START Data excerpts

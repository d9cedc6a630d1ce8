//! Generic CRUD route handlers for catalog entities.
//!
//! These helpers work for any [`Entity`] the store can hold. The catalog
//! module wraps them in per-entity handlers that carry the OpenAPI docs and
//! do the extraction.

use axum::Json;
use benchlog_core::{Entity, RowId};
use benchlog_storage::{EntityStore, LabStore};

use crate::{
    error::{ApiError, ApiResult},
    state::SharedStore,
    types::OkResponse,
};

// ============================================================================
// GENERIC HANDLER HELPERS
// ============================================================================

/// All rows in the entity's natural order.
pub async fn list_handler<E>(store: SharedStore) -> ApiResult<Json<Vec<E>>>
where
    E: Entity,
    dyn LabStore: EntityStore<E>,
{
    let rows = EntityStore::<E>::list(&*store).await?;
    Ok(Json(rows))
}

/// One row by id, 404 when missing.
pub async fn get_handler<E>(store: SharedStore, id: RowId) -> ApiResult<Json<E>>
where
    E: Entity,
    dyn LabStore: EntityStore<E>,
{
    EntityStore::<E>::get(&*store, id)
        .await?
        .map(Json)
        .ok_or_else(|| ApiError::entity_not_found(E::KIND.display_name(), id))
}

/// Create a row from a draft; any id in the body is ignored.
pub async fn create_handler<E>(store: SharedStore, draft: E::Draft) -> ApiResult<Json<E>>
where
    E: Entity,
    dyn LabStore: EntityStore<E>,
{
    let row = EntityStore::<E>::create(&*store, draft).await?;
    tracing::debug!(kind = %E::KIND, id = row.id(), "Created");
    Ok(Json(row))
}

/// Apply the fields present in the body, keep the rest.
pub async fn update_handler<E>(store: SharedStore, id: RowId, patch: E::Patch) -> ApiResult<Json<E>>
where
    E: Entity,
    dyn LabStore: EntityStore<E>,
{
    let row = EntityStore::<E>::update(&*store, id, patch).await?;
    Ok(Json(row))
}

pub async fn delete_handler<E>(store: SharedStore, id: RowId) -> ApiResult<Json<OkResponse>>
where
    E: Entity,
    dyn LabStore: EntityStore<E>,
{
    EntityStore::<E>::delete(&*store, id).await?;
    tracing::debug!(kind = %E::KIND, id, "Deleted");
    Ok(Json(OkResponse::ok()))
}
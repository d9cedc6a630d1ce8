//! Server settings read from `BENCHLOG_*` environment variables.

use std::path::PathBuf;
use std::str::FromStr;

use benchlog_core::ConfigError;

/// Default upload size limit (25 MiB).
pub const DEFAULT_MAX_UPLOAD_BYTES: usize = 25 * 1024 * 1024;

/// Which `LabStore` implementation the server runs on.
#[derive(Debug, Clone, Copy, PartialEq, Eq, Default)]
pub enum StorageBackend {
    #[default]
    Postgres,
    Memory,
}

impl FromStr for StorageBackend {
    type Err = ConfigError;

    fn from_str(s: &str) -> Result<Self, Self::Err> {
        match s.trim().to_lowercase().as_str() {
            "postgres" | "postgresql" | "pg" => Ok(StorageBackend::Postgres),
            "memory" | "in-memory" => Ok(StorageBackend::Memory),
            other => Err(ConfigError::InvalidValue {
                field: "BENCHLOG_STORAGE".to_string(),
                value: other.to_string(),
                reason: "expected 'postgres' or 'memory'".to_string(),
            }),
        }
    }
}

/// Server settings outside of auth and the database connection.
#[derive(Debug, Clone)]
pub struct ApiConfig {
    /// Exact origins or `*.domain` patterns. Empty opens CORS to everyone.
    pub cors_origins: Vec<String>,
    pub cors_allow_credentials: bool,
    pub cors_max_age_secs: u64,
    pub storage: StorageBackend,
    /// Where uploaded files are written.
    pub upload_dir: PathBuf,
    /// Largest accepted upload request body.
    pub max_upload_bytes: usize,
}

impl Default for ApiConfig {
    fn default() -> Self {
        Self {
            cors_origins: Vec::new(),
            cors_allow_credentials: false,
            cors_max_age_secs: 24 * 60 * 60,
            storage: StorageBackend::default(),
            upload_dir: PathBuf::from("uploads"),
            max_upload_bytes: DEFAULT_MAX_UPLOAD_BYTES,
        }
    }
}

fn env_parsed<T: FromStr>(key: &str) -> Option<T> {
    std::env::var(key).ok().and_then(|raw| raw.trim().parse().ok())
}

impl ApiConfig {
    /// Read the `BENCHLOG_*` variables over [`ApiConfig::default`]:
    ///
    /// | variable | meaning |
    /// |---|---|
    /// | `BENCHLOG_CORS_ORIGINS` | comma-separated origins |
    /// | `BENCHLOG_CORS_ALLOW_CREDENTIALS` | `true` to allow credentials |
    /// | `BENCHLOG_CORS_MAX_AGE_SECS` | preflight cache lifetime |
    /// | `BENCHLOG_STORAGE` | `postgres` or `memory` |
    /// | `BENCHLOG_UPLOAD_DIR` | upload directory |
    /// | `BENCHLOG_MAX_UPLOAD_BYTES` | upload size limit |
    ///
    /// Only an unknown storage backend is an error; other malformed values
    /// keep their defaults.
    pub fn from_env() -> Result<Self, ConfigError> {
        let defaults = Self::default();
        let storage = match std::env::var("BENCHLOG_STORAGE") {
            Ok(value) => value.parse()?,
            Err(_) => defaults.storage,
        };

        Ok(Self {
            cors_origins: std::env::var("BENCHLOG_CORS_ORIGINS")
                .map(|raw| {
                    raw.split(',')
                        .map(str::trim)
                        .filter(|origin| !origin.is_empty())
                        .map(String::from)
                        .collect()
                })
                .unwrap_or_default(),
            cors_allow_credentials: std::env::var("BENCHLOG_CORS_ALLOW_CREDENTIALS")
                .is_ok_and(|raw| raw.eq_ignore_ascii_case("true")),
            cors_max_age_secs: env_parsed("BENCHLOG_CORS_MAX_AGE_SECS")
                .unwrap_or(defaults.cors_max_age_secs),
            storage,
            upload_dir: std::env::var_os("BENCHLOG_UPLOAD_DIR")
                .map(PathBuf::from)
                .unwrap_or(defaults.upload_dir),
            max_upload_bytes: env_parsed("BENCHLOG_MAX_UPLOAD_BYTES")
                .unwrap_or(defaults.max_upload_bytes),
        })
    }

    /// `*.lab.example.org` matches that domain and its subdomains over https.
    pub fn is_origin_allowed(&self, origin: &str) -> bool {
        if self.cors_origins.is_empty() {
            return true;
        }
        let host = origin.strip_prefix("https://");
        self.cors_origins.iter().any(|entry| match entry.strip_prefix("*.") {
            None => entry == origin,
            Some(domain) => host.is_some_and(|host| {
                host == domain
                    || host
                        .strip_suffix(domain)
                        .is_some_and(|prefix| prefix.ends_with('.'))
            }),
        })
    }
}

/// True when `BENCHLOG_ENVIRONMENT` is `production` or `prod`.
pub fn is_production_environment() -> bool {
    std::env::var("BENCHLOG_ENVIRONMENT")
        .map(|env| {
            let env = env.to_lowercase();
            env == "production" || env == "prod"
        })
        .unwrap_or(false)
}
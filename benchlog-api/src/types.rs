//! API Request and Response Types
//!
//! Entity bodies are the `benchlog-core` row and draft types themselves; this
//! module holds the small envelopes around them.

use benchlog_core::{Attachment, RowId};
use serde::{Deserialize, Serialize};

// ============================================================================
// GENERIC ENVELOPES
// ============================================================================

/// `{"ok": true}`, returned by deletes.
#[derive(Debug, Clone, PartialEq, Eq, Serialize, Deserialize)]
#[cfg_attr(feature = "openapi", derive(utoipa::ToSchema))]
pub struct OkResponse {
    pub ok: bool,
}

impl OkResponse {
    pub fn ok() -> Self {
        Self { ok: true }
    }
}

// ============================================================================
// LINKS
// ============================================================================

/// Linked ids of one record, ascending.
#[derive(Debug, Clone, PartialEq, Eq, Serialize, Deserialize)]
#[cfg_attr(feature = "openapi", derive(utoipa::ToSchema))]
pub struct LinkIdsResponse {
    pub ids: Vec<RowId>,
}

/// Result of replacing a link set.
///
/// `count` is the length of the submitted list, duplicates included.
#[derive(Debug, Clone, PartialEq, Eq, Serialize, Deserialize)]
#[cfg_attr(feature = "openapi", derive(utoipa::ToSchema))]
pub struct SetLinksResponse {
    pub ok: bool,
    pub count: usize,
}

// ============================================================================
// SEARCH
// ============================================================================

/// Query string of `GET /search`.
#[derive(Debug, Clone, Default, Deserialize)]
#[cfg_attr(feature = "openapi", derive(utoipa::IntoParams))]
#[cfg_attr(feature = "openapi", into_params(parameter_in = Query))]
pub struct SearchParams {
    /// Substring to look for. Empty matches nothing.
    #[serde(default)]
    pub q: String,

    /// One of `all`, `equipment`, `facilities`, `reagents`, `records`.
    #[serde(default, rename = "type")]
    pub scope: Option<String>,
}

// ============================================================================
// AUTH
// ============================================================================

#[derive(Debug, Clone, Deserialize)]
#[cfg_attr(feature = "openapi", derive(utoipa::ToSchema))]
pub struct RegisterRequest {
    pub email: String,
    pub password: String,
    #[serde(default)]
    pub name: String,
}

#[derive(Debug, Clone, Deserialize)]
#[cfg_attr(feature = "openapi", derive(utoipa::ToSchema))]
pub struct LoginRequest {
    pub email: String,
    pub password: String,
}

#[derive(Debug, Clone, PartialEq, Eq, Serialize, Deserialize)]
#[cfg_attr(feature = "openapi", derive(utoipa::ToSchema))]
pub struct TokenResponse {
    pub access_token: String,
    pub token_type: String,
}

impl TokenResponse {
    pub fn bearer(access_token: String) -> Self {
        Self {
            access_token,
            token_type: "bearer".to_string(),
        }
    }
}

// ============================================================================
// UPLOADS
// ============================================================================

/// Query string of `POST /uploads`.
#[derive(Debug, Clone, Deserialize)]
#[cfg_attr(feature = "openapi", derive(utoipa::IntoParams))]
#[cfg_attr(feature = "openapi", into_params(parameter_in = Query))]
pub struct UploadParams {
    /// equipment, facility, reagent, record, sop or template
    pub entity_type: String,
    pub entity_id: RowId,
    #[serde(default)]
    pub note: String,
}

/// Public view of an attachment.
#[derive(Debug, Clone, PartialEq, Eq, Serialize, Deserialize)]
#[cfg_attr(feature = "openapi", derive(utoipa::ToSchema))]
pub struct AttachmentResponse {
    pub id: RowId,
    pub filename: String,
    pub url: String,
    pub note: String,
}

impl From<&Attachment> for AttachmentResponse {
    fn from(attachment: &Attachment) -> Self {
        Self {
            id: attachment.id,
            filename: attachment.filename.clone(),
            url: format!("/uploads/{}", attachment.stored_name()),
            note: attachment.note.clone(),
        }
    }
}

END Data excerpts

- [Task item]
Return all lines from the data above with "draft" in them.

- [Exercise response]
/// Create a row from a draft; any id in the body is ignored.
pub async fn create_handler<E>(store: SharedStore, draft: E::Draft) -> ApiResult<Json<E>>
    let row = EntityStore::<E>::create(&*store, draft).await?;
//! Entity bodies are the `benchlog-core` row and draft types themselves; this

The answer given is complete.